• Task item: Set down exactly the lines below, starting at the one that contains "matching in effect." and ending at the one that contains "#[derive(Debug, Clone, Default, PartialEq, Eq)]", with both of those lines included and nothing else.

• Given information:
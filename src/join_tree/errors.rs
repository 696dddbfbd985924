use thiserror::Error;

#[derive(Debug, Clone, Error, PartialEq)]
pub enum JoinTreeError {
    #[error("Join node '{name}' not found. Known nodes: {known:?}")]
    UnknownNode { name: String, known: Vec<String> },

    #[error("Table '{table}' has no column named '{column}' to join on")]
    MissingJoinColumn { table: String, column: String },

    #[error("Column '{column}' does not belong to table '{table}' of join node '{node}'")]
    ColumnNotInTable {
        column: String,
        table: String,
        node: String,
    },

    #[error("Join node name '{name}' is already registered in the target tree")]
    DuplicateNodeName { name: String },
}
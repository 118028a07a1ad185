//! Dialect capability policies.
//!
//! A [`Dialect`] answers one question for the comparator: can this batch
//! of changes be applied to the table in place, or must the table be
//! rebuilt? It can also hide dialect-internal indexes from the diff and
//! contribute correction rules that inject compensating changes for known
//! dialect defects.

mod derby;
mod mysql;
mod postgres;
mod sqlite;

pub use derby::DerbyDialect;
pub use mysql::MySqlDialect;
pub use postgres::PostgresDialect;
pub use sqlite::SqliteDialect;

use std::fmt;
use std::str::FromStr;

use serde::{Deserialize, Serialize};
use tracing::debug;

use crate::change::{AddForeignKey, Change, RemoveForeignKey};
use crate::model::{Column, ForeignKey, Index, Table};
use crate::names::NameMatch;

/// The two versions of a table a correction rule looks at.
#[derive(Debug, Clone, Copy)]
pub struct TablePair<'a> {
    /// The table as it stands before the batch is applied.
    pub intermediate: &'a Table,
    /// The desired table.
    pub target: &'a Table,
    /// Identifier matching in effect.
    pub names: NameMatch,
}

/// Changes injected by a correction rule.
///
/// `removals` are placed after the batch's foreign key removals and
/// `additions` after its foreign key additions.
#[derive(Debug, Clone, Default, PartialEq, Eq)]
pub struct Corrections {
    /// Changes that must run before the base changes.
    pub removals: Vec<Change>,
    /// Changes that must run after the base changes.
    pub additions: Vec<Change>,
}

impl Corrections {
    /// Returns `true` if the rule injected nothing.
    #[must_use]
    pub fn is_empty(&self) -> bool {
        self.removals.is_empty() && self.additions.is_empty()
    }
}

/// A dialect-specific rule run on a table's base batch.
pub type CorrectionRule = fn(&TablePair<'_>, &[Change]) -> Corrections;

/// Per-dialect capability policy and comparator hooks.
///
/// Every method has a default; a dialect overrides only what differs from
/// the baseline.
pub trait Dialect: Send + Sync + fmt::Debug {
    /// Returns the dialect name.
    fn name(&self) -> &'static str;

    /// Can `change` be applied in place to `intermediate`, the table as it
    /// stands right before the change?
    fn is_supported(&self, intermediate: &Table, change: &Change) -> bool {
        baseline_supported(intermediate, change)
    }

    /// Can the whole batch be applied in place?
    ///
    /// The batch is replayed on a copy of `intermediate` so that each change
    /// is judged against the state it would actually meet.
    fn are_supported(&self, intermediate: &Table, changes: &[Change], names: NameMatch) -> bool {
        let mut table = intermediate.clone();
        for change in changes {
            if !self.is_supported(&table, change) {
                debug!(
                    dialect = self.name(),
                    table = %table.name,
                    change = %change,
                    "Change not supported in place"
                );
                return false;
            }
            table.apply(change, names);
        }
        true
    }

    /// Is `index` created by the database itself to back a constraint?
    /// Such indexes are left out of the comparison.
    fn is_internal_index(&self, _table: &Table, _index: &Index) -> bool {
        false
    }

    /// Rules run after the base batch is computed.
    fn correction_rules(&self) -> &'static [CorrectionRule] {
        &[]
    }
}

/// Baseline policy shared by every dialect.
///
/// Only two changes are in-place by default: appending a column existing
/// rows can be filled for, and adding a primary key.
#[must_use]
pub fn baseline_supported(_intermediate: &Table, change: &Change) -> bool {
    match change {
        Change::AddColumn(c) => c.is_at_end() && can_fill_existing_rows(&c.column),
        Change::AddPrimaryKey(_) => true,
        _ => false,
    }
}

/// A NOT NULL column without a default cannot be added to a table with
/// rows, unless the database generates its values.
#[must_use]
pub fn can_fill_existing_rows(column: &Column) -> bool {
    !column.required || column.default.is_some() || column.auto_increment
}

/// Builds a drop/re-add pair for every foreign key of the target table
/// that `affected` selects and that still exists, unchanged, in the
/// intermediate table.
pub(crate) fn recreate_foreign_keys(
    pair: &TablePair<'_>,
    affected: impl Fn(&ForeignKey) -> bool,
) -> Corrections {
    let mut corrections = Corrections::default();
    for fk in pair.target.foreign_keys.iter().filter(|fk| affected(fk)) {
        let Some(existing) = pair
            .intermediate
            .foreign_keys
            .iter()
            .find(|o| o.same_as(fk, pair.names))
        else {
            continue;
        };
        corrections
            .removals
            .push(Change::RemoveForeignKey(RemoveForeignKey {
                table: pair.intermediate.name.clone(),
                foreign_key: existing.clone(),
            }));
        corrections.additions.push(Change::AddForeignKey(AddForeignKey {
            table: pair.target.name.clone(),
            foreign_key: fk.clone(),
        }));
    }
    corrections
}

/// Dialect with the baseline policy only.
#[derive(Debug, Clone, Copy, Default)]
pub struct GenericDialect;

impl GenericDialect {
    /// Creates the generic dialect.
    #[must_use]
    pub const fn new() -> Self {
        Self
    }
}

impl Dialect for GenericDialect {
    fn name(&self) -> &'static str {
        "generic"
    }
}

/// Selects one of the built-in dialects by name.
#[derive(Debug, Clone, Copy, PartialEq, Eq, Hash, Default, Serialize, Deserialize)]
#[serde(rename_all = "lowercase")]
pub enum DialectKind {
    /// [`GenericDialect`].
    #[default]
    Generic,
    /// [`SqliteDialect`].
    Sqlite,
    /// [`PostgresDialect`].
    Postgres,
    /// [`MySqlDialect`].
    MySql,
    /// [`DerbyDialect`].
    Derby,
}

static GENERIC: GenericDialect = GenericDialect;
static SQLITE: SqliteDialect = SqliteDialect;
static POSTGRES: PostgresDialect = PostgresDialect;
static MYSQL: MySqlDialect = MySqlDialect;
static DERBY: DerbyDialect = DerbyDialect;

impl DialectKind {
    /// Every built-in dialect.
    pub const ALL: [Self; 5] = [
        Self::Generic,
        Self::Sqlite,
        Self::Postgres,
        Self::MySql,
        Self::Derby,
    ];

    /// Returns the dialect name.
    #[must_use]
    pub const fn as_str(self) -> &'static str {
        match self {
            Self::Generic => "generic",
            Self::Sqlite => "sqlite",
            Self::Postgres => "postgres",
            Self::MySql => "mysql",
            Self::Derby => "derby",
        }
    }

    /// Returns the dialect implementation.
    #[must_use]
    pub fn dialect(self) -> &'static dyn Dialect {
        match self {
            Self::Generic => &GENERIC,
            Self::Sqlite => &SQLITE,
            Self::Postgres => &POSTGRES,
            Self::MySql => &MYSQL,
            Self::Derby => &DERBY,
        }
    }
}

impl fmt::Display for DialectKind {
    fn fmt(&self, f: &mut fmt::Formatter<'_>) -> fmt::Result {
        f.write_str(self.as_str())
    }
}

/// An unrecognised dialect name.
#[derive(Debug, Clone, PartialEq, Eq, thiserror::Error)]
#[error("Unknown dialect '{0}' (expected one of: generic, sqlite, postgres, mysql, derby)")]
pub struct UnknownDialect(pub String);

impl FromStr for DialectKind {
    type Err = UnknownDialect;

    fn from_str(s: &str) -> Result<Self, Self::Err> {
        match s.to_ascii_lowercase().as_str() {
            "generic" => Ok(Self::Generic),
            "sqlite" => Ok(Self::Sqlite),
            "postgres" | "postgresql" => Ok(Self::Postgres),
            "mysql" | "mariadb" => Ok(Self::MySql),
            "derby" => Ok(Self::Derby),
            _ => Err(UnknownDialect(s.to_string())),
        }
    }
}

#[cfg(test)]
mod tests {
    use super::*;
    use crate::change::{AddColumn, AddIndex, AddPrimaryKey, RemoveColumn};
    use crate::model::TypeCode;

    fn users() -> Table {
        Table::new("users")
            .column(Column::new("id", TypeCode::BigInt).primary_key())
            .column(Column::new("name", TypeCode::Varchar).size(100).required())
    }

    fn add(column: Column, next: Option<&str>) -> Change {
        Change::AddColumn(AddColumn {
            table: "users".into(),
            column,
            previous_column: None,
            next_column: next.map(str::to_string),
        })
    }

    #[test]
    fn baseline_allows_nullable_appended_column() {
        let change = add(Column::new("email", TypeCode::Varchar), None);
        assert!(baseline_supported(&users(), &change));
    }

    #[test]
    fn baseline_rejects_required_column_without_default() {
        let change = add(Column::new("email", TypeCode::Varchar).required(), None);
        assert!(!baseline_supported(&users(), &change));

        let with_default = add(
            Column::new("email", TypeCode::Varchar)
                .required()
                .default_value("''"),
            None,
        );
        assert!(baseline_supported(&users(), &with_default));

        let generated = add(
            Column::new("seq", TypeCode::BigInt).required().auto_increment(),
            None,
        );
        assert!(baseline_supported(&users(), &generated));
    }

    #[test]
    fn baseline_rejects_inserted_column() {
        let change = add(Column::new("email", TypeCode::Varchar), Some("name"));
        assert!(!baseline_supported(&users(), &change));
    }

    #[test]
    fn baseline_allows_primary_key_and_nothing_else() {
        let pk = Change::AddPrimaryKey(AddPrimaryKey {
            table: "users".into(),
            columns: vec!["id".into()],
        });
        assert!(baseline_supported(&users(), &pk));

        let idx = Change::AddIndex(AddIndex {
            table: "users".into(),
            index: Index::new("idx_name", &["name"]),
        });
        assert!(!baseline_supported(&users(), &idx));

        let drop = Change::RemoveColumn(RemoveColumn {
            table: "users".into(),
            column: Column::new("name", TypeCode::Varchar),
        });
        assert!(!baseline_supported(&users(), &drop));
    }

    #[test]
    fn batch_is_judged_against_replayed_state() {
        let dialect = GenericDialect::new();
        let batch = vec![
            add(Column::new("a", TypeCode::Integer), None),
            add(Column::new("b", TypeCode::Integer), None),
        ];
        assert!(dialect.are_supported(&users(), &batch, NameMatch::CaseSensitive));

        let with_bad = vec![
            add(Column::new("a", TypeCode::Integer), None),
            add(Column::new("b", TypeCode::Integer).required(), None),
        ];
        assert!(!dialect.are_supported(&users(), &with_bad, NameMatch::CaseSensitive));
    }

    #[test]
    fn dialect_kind_parses_names() {
        assert_eq!("MySQL".parse::<DialectKind>(), Ok(DialectKind::MySql));
        assert_eq!("postgresql".parse::<DialectKind>(), Ok(DialectKind::Postgres));
        assert!("oracle".parse::<DialectKind>().is_err());
        for kind in DialectKind::ALL {
            assert_eq!(kind.dialect().name(), kind.as_str());
            assert_eq!(kind.as_str().parse::<DialectKind>(), Ok(kind));
        }
    }

    #[test]
    fn recreate_only_touches_surviving_foreign_keys() {
        let fk = ForeignKey::new("fk_org", "orgs").reference("org_id", "id");
        let intermediate = users()
            .column(Column::new("org_id", TypeCode::BigInt))
            .foreign_key(fk.clone());
        let target = intermediate
            .clone()
            .foreign_key(ForeignKey::new("fk_team", "teams").reference("org_id", "id"));
        let pair = TablePair {
            intermediate: &intermediate,
            target: &target,
            names: NameMatch::CaseSensitive,
        };

        let corrections =
            recreate_foreign_keys(&pair, |f| f.uses_local_column("org_id", pair.names));
        // fk_team is new, so only fk_org is dropped and re-added.
        assert_eq!(corrections.removals.len(), 1);
        assert_eq!(corrections.additions.len(), 1);
        assert_eq!(corrections.removals[0].foreign_key(), Some(&fk));
    }
}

• Answer to this exercise:
    /// Identifier matching in effect.
    pub names: NameMatch,
}

/// Changes injected by a correction rule.
///
/// `removals` are placed after the batch's foreign key removals and
/// `additions` after its foreign key additions.
#[derive(Debug, Clone, Default, PartialEq, Eq)]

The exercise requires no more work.